Processor Performance: Now Dual-Core Flavored
Apple uses what’s referred to as a system-on-a-chip (SoC) in its mobile devices like the iPad and iPhone. In this particular implementation the SoC includes the processor core (or cores), graphics processing, and RAM in a package-on-package. Because those components sit next to each other in the same package, data transfers are achieved more efficiently. Moreover, less PCB space is consumed, since more functionality lives in one on-board component.
The influence of an SoC isn't all positive, however. A heavily integrated IC still has specific physical and thermal constraints, so the SoC's comprising subsystems aren't as potent as they might be if they were discrete.
Intel's Sandy Bridge architecture is a good example. The company simultaneously improved platform performance, while trimming power versus its previous-generation design. However, keeping processing, memory control, cache, and graphics in the same 95 W thermal window required concessions. The HD Graphics engine is perhaps the clearest indicator that Intel was working with a very specific transistor budget. Though the company's engineers created an engine deemed "good enough" for many desktop workloads, discrete graphics cards like AMD's Radeon HD 6970 and Nvidia's GeForce GTX 580 demonstrate how much more flexibility there is without the considerations afforded to more integrated solutions.

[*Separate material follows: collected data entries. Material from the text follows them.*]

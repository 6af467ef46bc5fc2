//! The manager handle reconcilers are attached to.
//!
//! [`Manager`] is what a [`ReconcilerSetupFn`](crate::ReconcilerSetupFn)
//! receives. [`ControllerManager`](crate::runtime::ControllerManager) is the
//! in-process implementation the operator binary runs.

use std::sync::Arc;

use async_trait::async_trait;
use tokio::sync::watch;

use crate::error::ManagerError;

/// A liveness or readiness check. `Err` carries a human-readable reason.
pub type HealthChecker = Arc<dyn Fn() -> Result<(), String> + Send + Sync>;

/// Host capabilities a reconciler setup routine may use.
pub trait Manager {
    /// Register a long-running component. Names must be unique per manager.
    fn add(&mut self, runnable: Arc<dyn Runnable>) -> Result<(), ManagerError>;

    fn add_healthz_check(&mut self, name: &str, check: HealthChecker) -> Result<(), ManagerError>;

    fn add_readyz_check(&mut self, name: &str, check: HealthChecker) -> Result<(), ManagerError>;

    /// Namespace reconcilers should watch. `None` means all namespaces.
    fn namespace(&self) -> Option<&str>;
}

/// A component the manager starts once and stops on shutdown.
#[async_trait]
pub trait Runnable: Send + Sync {
    /// Unique name, used for duplicate detection and logging.
    fn name(&self) -> &str;

    /// Run until `shutdown` fires. Returning early with `Ok` is allowed;
    /// returning `Err` stops the whole manager.
    async fn start(&self, shutdown: ShutdownSignal) -> Result<(), ManagerError>;
}

/// Receiving side of the manager's stop signal. Cheap to clone.
#[derive(Debug, Clone)]
pub struct ShutdownSignal {
    rx: watch::Receiver<bool>,
}

impl ShutdownSignal {
    pub fn is_triggered(&self) -> bool {
        *self.rx.borrow()
    }

    /// Resolve once shutdown has been requested, or the sender is gone.
    pub async fn wait(&mut self) {
        let _ = self.rx.wait_for(|stopped| *stopped).await;
    }
}

/// Create a stop signal and the sender that triggers it.
pub fn shutdown_channel() -> (watch::Sender<bool>, ShutdownSignal) {
    let (tx, rx) = watch::channel(false);
    (tx, ShutdownSignal { rx })
}

/// Check that always passes.
pub fn ping() -> HealthChecker {
    Arc::new(|| Ok(()))
}
use std::io::Read;
use std::path::Path;

use chrono::{DateTime, Utc};

use common::{Bar, Error, Point, Result};

/// Read the whole input from `path`, or from stdin when no path is given.
pub fn read_input(path: Option<&Path>) -> Result<String> {
    match path {
        Some(path) => Ok(std::fs::read_to_string(path)?),
        None => {
            let mut buf = String::new();
            std::io::stdin().read_to_string(&mut buf)?;
            Ok(buf)
        }
    }
}

/// Non-empty, non-comment lines with their 1-based line numbers.
fn data_lines(text: &str) -> impl Iterator<Item = (usize, Vec<&str>)> {
    text.lines()
        .enumerate()
        .map(|(i, line)| (i + 1, line.trim()))
        .filter(|(_, line)| !line.is_empty() && !line.starts_with('#'))
        .map(|(n, line)| (n, line.split_whitespace().collect()))
}

fn number(line: usize, field: &str, name: &str) -> Result<f64> {
    field.parse::<f64>().map_err(|e| Error::Parse {
        line,
        message: format!("{name} '{field}': {e}"),
    })
}

/// Parse `x y` pairs, one per line.
pub fn parse_points(text: &str) -> Result<Vec<Point>> {
    data_lines(text)
        .map(|(line, fields)| match fields.as_slice() {
            [x, y] => Ok(Point::new(number(line, x, "x")?, number(line, y, "y")?)),
            _ => Err(Error::Parse {
                line,
                message: format!("expected 'x y', got {} fields", fields.len()),
            }),
        })
        .collect()
}

/// Parse `symbol high low [close]` bars, one per line. Bars are stamped one day
/// apart in input order starting at the Unix epoch.
pub fn parse_bars(text: &str) -> Result<Vec<Bar>> {
    data_lines(text)
        .enumerate()
        .map(|(seq, (line, fields))| {
            let (symbol, high, low, close) = match fields.as_slice() {
                [symbol, high, low] => (*symbol, *high, *low, None),
                [symbol, high, low, close] => (*symbol, *high, *low, Some(*close)),
                _ => {
                    return Err(Error::Parse {
                        line,
                        message: format!(
                            "expected 'symbol high low [close]', got {} fields",
                            fields.len()
                        ),
                    })
                }
            };
            let high = number(line, high, "high")?;
            let low = number(line, low, "low")?;
            let close = match close {
                Some(close) => number(line, close, "close")?,
                None => (high + low) / 2.0,
            };
            let timestamp = DateTime::<Utc>::from_timestamp(seq as i64 * 86_400, 0).ok_or_else(
                || Error::Parse {
                    line,
                    message: "too many bars to timestamp".into(),
                },
            )?;
            Ok(Bar {
                symbol: symbol.to_string(),
                high,
                low,
                close,
                timestamp,
            })
        })
        .collect()
}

Header Cell - Column 0 | Apple A4 (iPad) | Apple A5 (iPad 2) |
---|---|---|
Processor | 1 GHz ARM Cortex-A8 (single-core) | 1 GHz ARM Cortex-A9 (dual-core) |
Memory | 256 MB LP-DDR (single-channel?) | 512 MB LP-DDR2 (dual-channel) |
Graphics | PowerVR SGX535 (single-core) | PowerVR SGX545MP2 (dual-core) |
L1 Cache(Instruction/Data) | 32 KB / 32 KB | 32 KB / 32 KB |
L2 Cache | 640 KB | 1 MB |
The iPad 2 features Apple's newest SoC, the A5, which is completely different from the A4 in its iPad. Let's start with what changes in the CPU.

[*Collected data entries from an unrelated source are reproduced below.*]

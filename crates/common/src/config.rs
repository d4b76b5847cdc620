use std::str::FromStr;

use crate::{Error, Result};

/// Runtime defaults loaded from environment variables.
/// Every variable is optional; malformed values are reported, not ignored.
#[derive(Debug, Clone, PartialEq)]
pub struct Config {
    /// Cost charged once per segment.
    pub segment_cost: f64,
    /// Worker threads for the cost-table fill. `1` keeps it sequential.
    pub threads: usize,
    /// Path to the detector definitions file.
    pub detector_config_path: String,
}

impl Default for Config {
    fn default() -> Self {
        Self {
            segment_cost: 4.0,
            threads: 1,
            detector_config_path: "config/detectors.toml".to_string(),
        }
    }
}

impl Config {
    /// Load configuration from the environment, reading `.env` if present.
    pub fn from_env() -> Result<Self> {
        let _ = dotenvy::dotenv(); // ignore error if .env not present
        Self::from_lookup(|key| std::env::var(key).ok())
    }

    /// Build from an arbitrary key lookup. Unset keys fall back to defaults.
    pub fn from_lookup<F>(lookup: F) -> Result<Self>
    where
        F: Fn(&str) -> Option<String>,
    {
        let defaults = Self::default();

        let segment_cost = match lookup("SEGMENT_COST") {
            Some(raw) => parse_var::<f64>("SEGMENT_COST", &raw)?,
            None => defaults.segment_cost,
        };
        if !segment_cost.is_finite() {
            return Err(Error::Config(format!(
                "SEGMENT_COST must be finite, got '{segment_cost}'"
            )));
        }

        let threads = match lookup("SEGFIT_THREADS") {
            Some(raw) => parse_var::<usize>("SEGFIT_THREADS", &raw)?,
            None => defaults.threads,
        };
        if threads == 0 {
            return Err(Error::Config("SEGFIT_THREADS must be at least 1".into()));
        }

        Ok(Config {
            segment_cost,
            threads,
            detector_config_path: lookup("DETECTOR_CONFIG_PATH")
                .unwrap_or(defaults.detector_config_path),
        })
    }
}

fn parse_var<T: FromStr>(key: &str, raw: &str) -> Result<T>
where
    T::Err: std::fmt::Display,
{
    raw.trim()
        .parse::<T>()
        .map_err(|e| Error::Config(format!("{key}='{raw}': {e}")))
}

Header Cell - Column 0 | ARM Cortex-A8 | ARM Cortex-A9 |
---|---|---|
Package Size | 198.8 mm2 | 238.8 mm2 |
Issue Width | dual-issue | multi-issue |
Out-of-Order Execution | No | Yes |
Execution Pipeline Depth | 13-stages | 8-stages |
FPU | VFPv3 | VFPv3 |
Processing Power | 2.0 DMIPS/MHz/Core | 2.5 DMIPS/MHz/Core |
Instead of the iPad’s ARM Cortex-A8, the iPad 2 uses a dual-core ARM Cortex-A9 with a total of 1 MB L2 cache. At the architectural level, the major difference is out-of-order execution. This is regarded to be a higher-performance approach than in-order execution, which executes instructions based on the order they appear. An out-of-order design addresses instructions based on the availability of of input data, thereby preventing the pipeline from spinning idly as data is retrieved.

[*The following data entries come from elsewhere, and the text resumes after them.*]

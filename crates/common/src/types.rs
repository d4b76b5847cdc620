use std::cmp::Ordering;
use std::ops::Deref;

use chrono::{DateTime, Utc};
use serde::{Deserialize, Serialize};

use crate::{Error, Result};

/// A 2D sample. Sequences handed to the segmentation core must be ordered
/// non-decreasing by `x`.
#[derive(Debug, Clone, Copy, PartialEq, Default, Serialize, Deserialize)]
pub struct Point {
    pub x: f64,
    pub y: f64,
}

impl Point {
    pub fn new(x: f64, y: f64) -> Self {
        Self { x, y }
    }

    /// Total order on the `x` coordinate only.
    pub fn cmp_x(&self, other: &Point) -> Ordering {
        self.x.total_cmp(&other.x)
    }

    pub fn is_finite(&self) -> bool {
        self.x.is_finite() && self.y.is_finite()
    }
}

impl std::fmt::Display for Point {
    fn fmt(&self, f: &mut std::fmt::Formatter<'_>) -> std::fmt::Result {
        write!(f, "({}, {})", self.x, self.y)
    }
}

/// Stable sort by `x`. Points sharing an `x` keep their relative order.
pub fn sort_by_x(points: &mut [Point]) {
    points.sort_by(Point::cmp_x);
}

/// An owned point sequence that is known to be finite and ordered by `x`.
#[derive(Debug, Clone, Default, PartialEq, Serialize)]
pub struct PointSeries {
    points: Vec<Point>,
}

impl PointSeries {
    /// Validate an already-ordered sequence.
    pub fn new(points: Vec<Point>) -> Result<Self> {
        check_finite(&points)?;
        if let Some(k) = points
            .windows(2)
            .position(|w| w[1].cmp_x(&w[0]) == Ordering::Less)
        {
            return Err(Error::Unsorted { index: k + 2 });
        }
        Ok(Self { points })
    }

    /// Sort by `x`, then validate.
    pub fn sorted(mut points: Vec<Point>) -> Result<Self> {
        check_finite(&points)?;
        sort_by_x(&mut points);
        Ok(Self { points })
    }

    pub fn into_inner(self) -> Vec<Point> {
        self.points
    }
}

impl Deref for PointSeries {
    type Target = [Point];

    fn deref(&self) -> &[Point] {
        &self.points
    }
}

fn check_finite(points: &[Point]) -> Result<()> {
    match points.iter().position(|p| !p.is_finite()) {
        // 1-based, matching segment indices
        Some(i) => Err(Error::NonFinite { index: i + 1 }),
        None => Ok(()),
    }
}

/// One fitted piece of a segmentation.
///
/// `start` and `end` are 1-based, inclusive positions in the input series.
/// The fitted line is `y = slope * x + intercept` and `sqerr` is the sum of
/// squared vertical residuals of the covered points against it.
#[derive(Debug, Clone, Copy, PartialEq, Serialize, Deserialize)]
pub struct Segment {
    pub start: usize,
    pub end: usize,
    pub slope: f64,
    pub intercept: f64,
    pub sqerr: f64,
}

impl Segment {
    /// Number of points covered.
    pub fn len(&self) -> usize {
        self.end + 1 - self.start
    }

    pub fn is_empty(&self) -> bool {
        self.end < self.start
    }

    /// Value of the fitted line at `x`.
    pub fn predict(&self, x: f64) -> f64 {
        self.slope * x + self.intercept
    }

    /// The points of `series` this segment covers.
    pub fn points<'a>(&self, series: &'a [Point]) -> &'a [Point] {
        &series[self.start - 1..self.end]
    }

    /// 0-based `(first, last)` positions.
    pub fn index_pair(&self) -> (usize, usize) {
        (self.start - 1, self.end - 1)
    }
}

impl std::fmt::Display for Segment {
    fn fmt(&self, f: &mut std::fmt::Formatter<'_>) -> std::fmt::Result {
        write!(
            f,
            "y = {:.6} * x + {:.6} over #{}..=#{} (sqerr {:.6})",
            self.slope, self.intercept, self.start, self.end, self.sqerr
        )
    }
}

/// A closed price bar for one symbol.
#[derive(Debug, Clone, Serialize, Deserialize)]
pub struct Bar {
    pub symbol: String,
    pub high: f64,
    pub low: f64,
    pub close: f64,
    pub timestamp: DateTime<Utc>,
}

If you want to draw a summertime analogy, consider the process of preparing a glass of ice water. You could choose to put the ice in the cup before you get the water, or you might fill the cup with water before getting the ice. The quickest task depends on where you are in relation to the refrigerator and the faucet. Out-of-order execution pipelines operate similarly.
The problem is that out-of-order execution requires extra die space in order to rearrange all those operations, which means that you're using more transistors and increasing energy consumption. That's one reason why Intel's small, power-efficient Atom architecture employs in-order execution. The benefit, however, is improved performance, as fewer CPU cycles are wasted. The fact that Apple moved to out-of-order execution is indicative of its emphasis on augmenting the iPad 2's performance.
Stay On the Cutting Edge: Get the Tom's Hardware Newsletter
Get Tom's Hardware's best news and in-depth reviews, straight to your inbox.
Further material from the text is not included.